Monday, Mar. 12, 1973

A Source of Ideas

Memo to the principal: Do not be alarmed if your teachers walk up stairs with toes pointed in, then down again with toes pointed out. Or if they break into deep knee bends at the blackboard. Or if, standing in the lunchroom, they tighten first their feet, then their lower legs, thighs, buttocks and abdominal muscles.

Such antics do not mean they need a vacation; they have simply been reading Physical Fitness Expert Bonnie Pruden's article in Learning, the newest, brightest education magazine for the 1.8 million U.S. elementary and junior high school teachers.

The March issue ranges from an article on new gains by teachers' unions to a progress report on the education of the handicapped. One teacher, Wanda Gray, explains how she encourages self-expression and understanding by assigning the pupil to interview his parents. What was school like when they were eleven? The children then make taped or written documentaries of their home and neighborhood. What is bedtime like? How does it sound when you get up in the morning?

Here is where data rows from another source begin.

//! End-to-end scenarios exercising scope, closure, and term-conversion
//! behavior together through the bundled driver, built directly as AST
//! values since this crate has no parser.

use std::rc::Rc;

use procscript_core::ast::{BinOp, Expr, Stmt};
use procscript_core::config::InterpreterConfig;
use procscript_core::param::{ParamMode, ParameterDescriptor};
use procscript_core::procedure::ProcKind;
use procscript_core::value::Value;
use procscript_core::{Identifier, Interpreter};

fn var(name: &str) -> Expr {
    Expr::Var(Identifier::new(name))
}

fn lit(v: Value) -> Expr {
    Expr::Literal(v)
}

/// Scenario 1: a `make_counter` factory returns a closure over a local
/// `n`; two counters created from two separate calls mutate
/// independent state, while repeated calls on the same counter persist.
#[test]
fn counter_closures_are_independent_and_stateful() {
    // procedure make_counter() {
    //   n := 0;
    //   return closure() { n := n + 1; return n; };
    // }
    let make_counter_body = vec![
        Stmt::Assign(var("n"), lit(Value::Int(0))),
        Stmt::Return(Some(Expr::ProcLit {
            params: vec![],
            body: Rc::new(vec![
                Stmt::Assign(var("n"), Expr::BinOp(BinOp::Add, Box::new(var("n")), Box::new(lit(Value::Int(1))))),
                Stmt::Return(Some(var("n"))),
            ]),
            kind: ProcKind::Closure,
        })),
    ];

    let program = vec![
        Stmt::ProcDef(
            Identifier::new("make_counter"),
            Expr::ProcLit { params: vec![], body: Rc::new(make_counter_body), kind: ProcKind::Plain },
        ),
        Stmt::Assign(var("counter_a"), Expr::Call(Box::new(var("make_counter")), vec![])),
        Stmt::Assign(var("counter_b"), Expr::Call(Box::new(var("make_counter")), vec![])),
        Stmt::ExprStmt(Expr::Call(Box::new(var("counter_a")), vec![])),
        Stmt::ExprStmt(Expr::Call(Box::new(var("counter_a")), vec![])),
        Stmt::Return(Some(Expr::ListLit(vec![
            Expr::Call(Box::new(var("counter_a")), vec![]),
            Expr::Call(Box::new(var("counter_b")), vec![]),
        ]))),
    ];

    let mut interp = Interpreter::new(InterpreterConfig::default());
    let result = interp.run(&program).unwrap();
    match result {
        Value::List(xs) => {
            assert!(matches!(xs[0], Value::Int(3)));
            assert!(matches!(xs[1], Value::Int(1)));
        }
        other => panic!("expected a list, got {}", other),
    }
}

/// Scenario 2: a `for` loop body writes to a variable defined outside
/// the loop; the write propagates out (write-through), while the loop
/// variable itself never leaks.
#[test]
fn for_loop_write_through_accumulates_into_outer_scope() {
    let program = vec![
        Stmt::Assign(var("total"), lit(Value::Int(0))),
        Stmt::ForIter(
            Identifier::new("x"),
            Expr::ListLit(vec![lit(Value::Int(1)), lit(Value::Int(2)), lit(Value::Int(3))]),
            vec![Stmt::Assign(var("total"), Expr::BinOp(BinOp::Add, Box::new(var("total")), Box::new(var("x"))))],
        ),
        Stmt::Return(Some(var("total"))),
    ];

    let mut interp = Interpreter::new(InterpreterConfig::default());
    assert!(matches!(interp.run(&program).unwrap(), Value::Int(6)));
}

/// Scenario 3: a READ_WRITE parameter's post-call value is written back
/// into the caller's own variable, swapping two values in place.
#[test]
fn read_write_parameters_swap_caller_variables() {
    // procedure swap(rw a, rw b) { t := a; a := b; b := t; }
    let swap_params = vec![
        ParameterDescriptor::new(Identifier::new("a"), ParamMode::ReadWrite),
        ParameterDescriptor::new(Identifier::new("b"), ParamMode::ReadWrite),
    ];
    let swap_body = vec![
        Stmt::Assign(var("t"), var("a")),
        Stmt::Assign(var("a"), var("b")),
        Stmt::Assign(var("b"), var("t")),
    ];

    let program = vec![
        Stmt::ProcDef(
            Identifier::new("swap"),
            Expr::ProcLit { params: swap_params, body: Rc::new(swap_body), kind: ProcKind::Plain },
        ),
        Stmt::Assign(var("x"), lit(Value::Int(1))),
        Stmt::Assign(var("y"), lit(Value::Int(2))),
        Stmt::ExprStmt(Expr::Call(Box::new(var("swap")), vec![var("x"), var("y")])),
        Stmt::Return(Some(Expr::ListLit(vec![var("x"), var("y")]))),
    ];

    let mut interp = Interpreter::new(InterpreterConfig::default());
    match interp.run(&program).unwrap() {
        Value::List(xs) => {
            assert!(matches!(xs[0], Value::Int(2)));
            assert!(matches!(xs[1], Value::Int(1)));
        }
        other => panic!("expected a list, got {}", other),
    }
}

/// Scenario 4: a plain procedure links "functions only" into its call
/// frame — it can still resolve another procedure bound in the caller's
/// scope, but an ordinary variable there resolves to `omega`.
#[test]
fn functions_only_linking_resolves_procedures_not_locals() {
    let program = vec![
        Stmt::ProcDef(
            Identifier::new("helper"),
            Expr::ProcLit {
                params: vec![],
                body: Rc::new(vec![Stmt::Return(Some(lit(Value::Int(42))))]),
                kind: ProcKind::Plain,
            },
        ),
        Stmt::Assign(var("secret"), lit(Value::Int(99))),
        Stmt::ProcDef(
            Identifier::new("caller"),
            Expr::ProcLit {
                params: vec![],
                body: Rc::new(vec![Stmt::Return(Some(Expr::ListLit(vec![
                    Expr::Call(Box::new(var("helper")), vec![]),
                    var("secret"),
                ])))]),
                kind: ProcKind::Plain,
            },
        ),
        Stmt::Return(Some(Expr::Call(Box::new(var("caller")), vec![]))),
    ];

    let mut interp = Interpreter::new(InterpreterConfig::default());
    match interp.run(&program).unwrap() {
        Value::List(xs) => {
            assert!(matches!(xs[0], Value::Int(42)));
            assert!(matches!(xs[1], Value::Omega));
        }
        other => panic!("expected a list, got {}", other),
    }
}

/// Scenario 5: a procedure value survives a round trip through its
/// symbolic term and the wire-format text, independent of how the term
/// registry was populated.
#[test]
fn procedure_survives_term_and_wire_format_round_trip() {
    let proc = procscript_core::procedure::make_plain_procedure(
        vec![ParameterDescriptor::new(Identifier::new("x"), ParamMode::Value)],
        vec![Stmt::Return(Some(Expr::BinOp(BinOp::Add, Box::new(var("x")), Box::new(lit(Value::Int(1))))))],
    );
    let value = Value::Procedure(proc);

    let term = value.to_term();
    let wire_text = term.to_string();
    let reparsed = procscript_core::term::parse_term(&wire_text).unwrap();
    let restored = Value::from_term(&reparsed).unwrap();

    assert!(value.equal_structural(&restored));
}

/// Scenario 6: a `catchUsr` clause intercepts a value explicitly thrown
/// from the language, but not a language-level error, and vice versa for
/// `catchLng`.
#[test]
fn catch_clauses_are_selective_by_error_category() {
    let user_thrown_program = vec![Stmt::TryCatch {
        body: vec![Stmt::Throw(lit(Value::Str("boom".to_string())))],
        user_catch: Some((Identifier::new("e"), vec![Stmt::Return(Some(var("e")))])),
        lang_catch: None,
    }];
    let mut interp = Interpreter::new(InterpreterConfig::default());
    match interp.run(&user_thrown_program).unwrap() {
        Value::Str(s) => assert_eq!(s, "boom"),
        other => panic!("expected the thrown string back, got {}", other),
    }

    let language_level_program = vec![Stmt::TryCatch {
        body: vec![Stmt::Throw(lit(Value::Str("boom".to_string())))],
        user_catch: None,
        lang_catch: Some((Identifier::new("e"), vec![Stmt::Return(Some(lit(Value::Int(-1))))])),
    }];
    let mut interp = Interpreter::new(InterpreterConfig::default());
    assert!(interp.run(&language_level_program).is_err());
}
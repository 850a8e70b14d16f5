//! Write-back of READ_WRITE parameters after a call (spec.md §4.3.2 step
//! 9, §4.4). The call protocol in `procedure.rs` only knows argument
//! *positions*; turning a position back into an assignment against the
//! caller's own expression tree is the driver's job, so it lives here
//! rather than in `procedure.rs`.

use crate::ast::Expr;
use crate::interpreter::Interpreter;
use crate::scope::Scope;
use crate::value::Value;

pub struct WriteBackEntry {
    pub target_index: usize,
    pub value: Value,
}

/// Applies every entry whose originating argument expression is
/// assignable. An entry whose argument expression isn't an l-value (a
/// literal, a nested call result, ...) is silently dropped — the call
/// itself already completed successfully, and a READ_WRITE parameter
/// bound to a non-assignable argument has nothing sensible to write
/// back to (spec.md §4.4).
pub fn apply(interp: &mut Interpreter, scope: &Scope, args: &[Expr], entries: Vec<WriteBackEntry>) {
    for entry in entries {
        let Some(target) = args.get(entry.target_index) else {
            continue;
        };
        if !target.is_assignable() {
            continue;
        }
        let _ = interp.assign_expr(scope, target, entry.value);
    }
}
//! Collaborator seams used by the execution coordinator and the ledger.

use async_trait::async_trait;
use rust_decimal::Decimal;
use serde::{Deserialize, Serialize};

use super::order::{PlacedOrder, Side};
use crate::error::{SettlementError, TradingError};
use crate::market::{Leg, Market};

/// Places single-leg buys.
#[async_trait]
pub trait OrderPlacer: Send + Sync {
    /// Buy `usdc` worth of `token_id` at no worse than `price_hint`.
    ///
    /// Returns only once the order is filled; anything else is an error.
    async fn buy(
        &self,
        token_id: &str,
        usdc: Decimal,
        price_hint: Decimal,
    ) -> Result<PlacedOrder, TradingError>;
}

/// The market a merge applies to.
#[derive(Debug, Clone, PartialEq, Eq)]
pub struct MergeTarget {
    /// Condition ID.
    pub condition_id: String,
    /// UP token ID.
    pub up_token_id: String,
    /// DOWN token ID.
    pub down_token_id: String,
}

impl From<&Market> for MergeTarget {
    fn from(market: &Market) -> Self {
        Self {
            condition_id: market.condition_id.clone(),
            up_token_id: market.up_token_id.clone(),
            down_token_id: market.down_token_id.clone(),
        }
    }
}

/// Redeems matched UP/DOWN pairs for collateral.
#[async_trait]
pub trait Settlement: Send + Sync {
    /// Whether merges can be executed (signing key, wallet, RPC configured).
    fn is_ready(&self) -> bool;

    /// Pairs actually held on-chain for the market.
    async fn on_chain_redeemable_pairs(&self, target: &MergeTarget) -> Result<Decimal, SettlementError>;

    /// Merge `pairs` pairs. Returns the collateral recovered.
    async fn merge(&self, target: &MergeTarget, pairs: Decimal) -> Result<Decimal, SettlementError>;
}

/// One trade from the exchange's trade history.
#[derive(Debug, Clone, PartialEq, Eq, Serialize, Deserialize)]
pub struct TradeRecord {
    /// Market condition ID.
    pub market_id: String,
    /// Token traded.
    pub asset_id: String,
    /// Leg traded.
    pub leg: Leg,
    /// Trade side.
    pub side: Side,
    /// Tokens traded.
    pub size: Decimal,
    /// Execution price.
    pub price: Decimal,
    /// Exchange status (MATCHED, MINED, CONFIRMED, FAILED, ...).
    pub status: String,
}

impl TradeRecord {
    /// A buy the exchange has matched or confirmed.
    pub fn is_settled_buy(&self) -> bool {
        self.side == Side::Buy
            && (self.status.eq_ignore_ascii_case("MATCHED")
                || self.status.eq_ignore_ascii_case("CONFIRMED"))
    }
}

/// Authoritative trade history.
#[async_trait]
pub trait TradeHistorySource: Send + Sync {
    /// Every trade of the account.
    async fn trades(&self) -> Result<Vec<TradeRecord>, TradingError>;
}

#[cfg(test)]
mod tests {
    use super::*;
    use rust_decimal_macros::dec;

    fn trade(side: Side, status: &str) -> TradeRecord {
        TradeRecord {
            market_id: "0xabc".to_string(),
            asset_id: "up".to_string(),
            leg: Leg::Up,
            side,
            size: dec!(10),
            price: dec!(0.5),
            status: status.to_string(),
        }
    }

    #[test]
    fn settled_buys_only() {
        assert!(trade(Side::Buy, "MATCHED").is_settled_buy());
        assert!(trade(Side::Buy, "confirmed").is_settled_buy());
        assert!(!trade(Side::Buy, "FAILED").is_settled_buy());
        assert!(!trade(Side::Buy, "RETRYING").is_settled_buy());
        assert!(!trade(Side::Sell, "MATCHED").is_settled_buy());
    }
}
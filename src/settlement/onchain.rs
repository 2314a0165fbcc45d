//! Merging UP/DOWN pairs back into USDC through a Gnosis Safe.
//!
//! The Safe holds the outcome tokens, so `ConditionalTokens.mergePositions`
//! is wrapped in a Safe `execTransaction` signed by its single owner.

use std::time::Duration;

use alloy::primitives::{address, Address, Bytes, B256, U256};
use alloy::providers::ProviderBuilder;
use alloy::signers::local::PrivateKeySigner;
use alloy::signers::SignerSync;
use alloy::sol;
use alloy::sol_types::SolCall;
use async_trait::async_trait;
use rust_decimal::prelude::ToPrimitive;
use rust_decimal::{Decimal, RoundingStrategy};
use tracing::{debug, info, instrument, warn};

use crate::config::Config;
use crate::error::SettlementError;
use crate::execution::{MergeTarget, Settlement};
use crate::signing;

/// USDC.e collateral on Polygon.
pub const USDC_ADDRESS: Address = address!("2791Bca1f2de4661ED88A30C99A7a9449Aa84174");

/// Conditional Tokens Framework on Polygon.
pub const CTF_ADDRESS: Address = address!("4D97DCd97eC945f40cF65F87097ACe5EA0476045");

/// Smallest amount worth a transaction.
pub const MIN_MERGE_AMOUNT: Decimal = Decimal::from_parts(1, 0, 0, false, 3);

/// Outcome tokens and USDC.e both use 6 decimals.
const TOKEN_DECIMALS: u32 = 6;

sol! {
    #[sol(rpc)]
    contract ConditionalTokens {
        function balanceOf(address owner, uint256 id) external view returns (uint256);

        function mergePositions(
            address collateralToken,
            bytes32 parentCollectionId,
            bytes32 conditionId,
            uint256[] calldata partition,
            uint256 amount
        ) external;
    }

    #[sol(rpc)]
    contract GnosisSafe {
        function nonce() external view returns (uint256);

        function getTransactionHash(
            address to,
            uint256 value,
            bytes calldata data,
            uint8 operation,
            uint256 safeTxGas,
            uint256 baseGas,
            uint256 gasPrice,
            address gasToken,
            address refundReceiver,
            uint256 _nonce
        ) external view returns (bytes32);

        function execTransaction(
            address to,
            uint256 value,
            bytes calldata data,
            uint8 operation,
            uint256 safeTxGas,
            uint256 baseGas,
            uint256 gasPrice,
            address gasToken,
            address refundReceiver,
            bytes memory signatures
        ) external payable returns (bool success);
    }
}

/// Parse a 0x condition ID.
pub fn parse_condition_id(value: &str) -> Result<B256, SettlementError> {
    value.parse::<B256>().map_err(|e| SettlementError::InvalidId {
        value: value.to_string(),
        reason: e.to_string(),
    })
}

/// Parse a decimal ERC-1155 token ID.
pub fn parse_token_id(value: &str) -> Result<U256, SettlementError> {
    U256::from_str_radix(value, 10).map_err(|e| SettlementError::InvalidId {
        value: value.to_string(),
        reason: e.to_string(),
    })
}

/// Decimal tokens to base units, truncated.
pub fn to_units(amount: Decimal) -> Result<U256, SettlementError> {
    amount
        .round_dp_with_strategy(TOKEN_DECIMALS, RoundingStrategy::ToZero)
        .checked_mul(Decimal::from(10u64.pow(TOKEN_DECIMALS)))
        .and_then(|units| units.to_u128())
        .map(U256::from)
        .ok_or(SettlementError::AmountTooSmall(amount))
}

/// Base units to decimal tokens.
pub fn from_units(units: U256) -> Decimal {
    let raw = u128::try_from(units).unwrap_or(u128::MAX).min(i64::MAX as u128) as i64;
    Decimal::new(raw, TOKEN_DECIMALS)
}

/// Single-owner Safe signature: `r || s || v` with `v` in {27, 28}.
fn safe_signature(signer: &PrivateKeySigner, hash: B256) -> Result<Bytes, SettlementError> {
    let signature = signer
        .sign_hash_sync(&hash)
        .map_err(|e| SettlementError::Signing(e.to_string()))?;
    let mut bytes = signature.as_bytes();
    if bytes[64] < 27 {
        bytes[64] += 27;
    }
    Ok(Bytes::copy_from_slice(&bytes))
}

fn rpc<E: std::fmt::Display>(e: E) -> SettlementError {
    SettlementError::Rpc(e.to_string())
}

/// Merges through a Gnosis Safe owned by the merge key.
#[derive(Debug, Clone)]
pub struct SafeMerger {
    rpc_url: String,
    owner: Option<PrivateKeySigner>,
    safe: Option<Address>,
    receipt_timeout: Duration,
}

impl SafeMerger {
    /// Merger over `rpc_url`. Without an owner or Safe it reports not ready.
    pub fn new(
        rpc_url: impl Into<String>,
        owner: Option<PrivateKeySigner>,
        safe: Option<Address>,
        receipt_timeout: Duration,
    ) -> Self {
        Self {
            rpc_url: rpc_url.into(),
            owner,
            safe,
            receipt_timeout,
        }
    }

    /// Merger configured from `MERGE_PRIVATE_KEY` / `POLYMARKET_FUNDER`.
    ///
    /// An unusable key or address is logged and leaves the merger not ready.
    pub fn from_config(config: &Config) -> Self {
        let owner = config.merge_key().and_then(|key| match signing::create_signer(key) {
            Ok(signer) => Some(signer),
            Err(e) => {
                warn!(error = %e, "merge key unusable, merges disabled");
                None
            }
        });
        let safe = config
            .polymarket_funder
            .as_deref()
            .and_then(|funder| match signing::parse_address(funder) {
                Ok(address) => Some(address),
                Err(e) => {
                    warn!(error = %e, "funder address unusable, merges disabled");
                    None
                }
            });
        Self::new(config.polygon_rpc_url.clone(), owner, safe, config.merge_timeout())
    }

    fn safe(&self) -> Result<Address, SettlementError> {
        self.safe
            .ok_or_else(|| SettlementError::NotReady("no Safe address".to_string()))
    }

    fn owner(&self) -> Result<&PrivateKeySigner, SettlementError> {
        self.owner
            .as_ref()
            .ok_or_else(|| SettlementError::NotReady("no merge key".to_string()))
    }
}

#[async_trait]
impl Settlement for SafeMerger {
    fn is_ready(&self) -> bool {
        self.owner.is_some() && self.safe.is_some() && !self.rpc_url.is_empty()
    }

    #[instrument(skip(self, target), fields(market = %crate::utils::short_id(&target.condition_id)))]
    async fn on_chain_redeemable_pairs(&self, target: &MergeTarget) -> Result<Decimal, SettlementError> {
        let safe = self.safe()?;
        let up_id = parse_token_id(&target.up_token_id)?;
        let down_id = parse_token_id(&target.down_token_id)?;

        let provider = ProviderBuilder::new().connect(&self.rpc_url).await.map_err(rpc)?;
        let ctf = ConditionalTokens::new(CTF_ADDRESS, &provider);

        let up_call = ctf.balanceOf(safe, up_id);
        let down_call = ctf.balanceOf(safe, down_id);
        let (up, down) = tokio::join!(up_call.call(), down_call.call());
        let (up, down) = (from_units(up.map_err(rpc)?), from_units(down.map_err(rpc)?));

        debug!(up = %up, down = %down, "on-chain balances");
        Ok(up.min(down))
    }

    #[instrument(skip(self, target), fields(market = %crate::utils::short_id(&target.condition_id)))]
    async fn merge(&self, target: &MergeTarget, pairs: Decimal) -> Result<Decimal, SettlementError> {
        let owner = self.owner()?.clone();
        let safe = self.safe()?;
        if pairs < MIN_MERGE_AMOUNT {
            return Err(SettlementError::AmountTooSmall(pairs));
        }
        let condition_id = parse_condition_id(&target.condition_id)?;
        let amount = to_units(pairs)?;

        let provider = ProviderBuilder::new()
            .wallet(owner.clone())
            .connect(&self.rpc_url)
            .await
            .map_err(rpc)?;
        let safe_contract = GnosisSafe::new(safe, &provider);

        let data = Bytes::from(
            ConditionalTokens::mergePositionsCall {
                collateralToken: USDC_ADDRESS,
                parentCollectionId: B256::ZERO,
                conditionId: condition_id,
                partition: vec![U256::from(1), U256::from(2)],
                amount,
            }
            .abi_encode(),
        );

        let nonce = safe_contract.nonce().call().await.map_err(rpc)?;
        let safe_tx_hash = safe_contract
            .getTransactionHash(
                CTF_ADDRESS,
                U256::ZERO,
                data.clone(),
                0,
                U256::ZERO,
                U256::ZERO,
                U256::ZERO,
                Address::ZERO,
                Address::ZERO,
                nonce,
            )
            .call()
            .await
            .map_err(rpc)?;
        let signatures = safe_signature(&owner, safe_tx_hash)?;

        let pending = safe_contract
            .execTransaction(
                CTF_ADDRESS,
                U256::ZERO,
                data,
                0,
                U256::ZERO,
                U256::ZERO,
                U256::ZERO,
                Address::ZERO,
                Address::ZERO,
                signatures,
            )
            .send()
            .await
            .map_err(rpc)?;
        let tx_hash = format!("{:#x}", pending.tx_hash());
        info!(tx_hash = %tx_hash, pairs = %pairs, "merge submitted");

        let receipt = tokio::time::timeout(self.receipt_timeout, pending.get_receipt())
            .await
            .map_err(|_| SettlementError::Timeout {
                timeout_secs: self.receipt_timeout.as_secs(),
            })?
            .map_err(rpc)?;
        if !receipt.status() {
            return Err(SettlementError::Reverted { tx_hash });
        }

        let merged = from_units(amount);
        info!(
            tx_hash = %tx_hash,
            block = receipt.block_number.unwrap_or(0),
            merged = %merged,
            "merge confirmed"
        );
        Ok(merged)
    }
}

Learning was founded by J. Vincent Drucker, 31, a marketing-research specialist and son of Peter Drucker, the management consultant, economist and educator. Three years ago, Vincent decided that "teachers, particularly innovative ones, thought of themselves as isolated, as underexposed to new ideas." He managed to raise $1.2 million to begin publication. As editor, he hired Frank McCulloch, 53, a veteran of TIME and LIFE magazines. Says McCulloch: "A child comes to school with certain information, with feelings, with notions about life. It's the teacher's job to make the child more curious --not to treat him as an uninformed little person who must be enlightened."

Thus Learning's regular monthly features include a "Swap Shop" of tested teaching ideas and a centerfold poster that teachers can use as a lesson plan. This month's poster helps children evaluate the relationship between laws and basic rights. Future issues will include interviews with well-known child-development theorists--Jean Piaget, for example, and Bruno Bettelheim--and articles by authors who rarely write about education, such as Science-Fiction Novelist Ray Bradbury.

Despite its price ($10 for nine issues a year), Learning has prospered since its first issue in November. Its advertising, averaging 14.6 pages per issue, is slightly below Drucker's original projections, but its paid circulation of 120,000 subscribers is slightly above. More than 99% of its mail from teachers has been favorable. Learning has even won praise from a competitor, David W. Cudhea, managing editor of Saturday Review of Education: It is, he says, a "bright new penny in the field."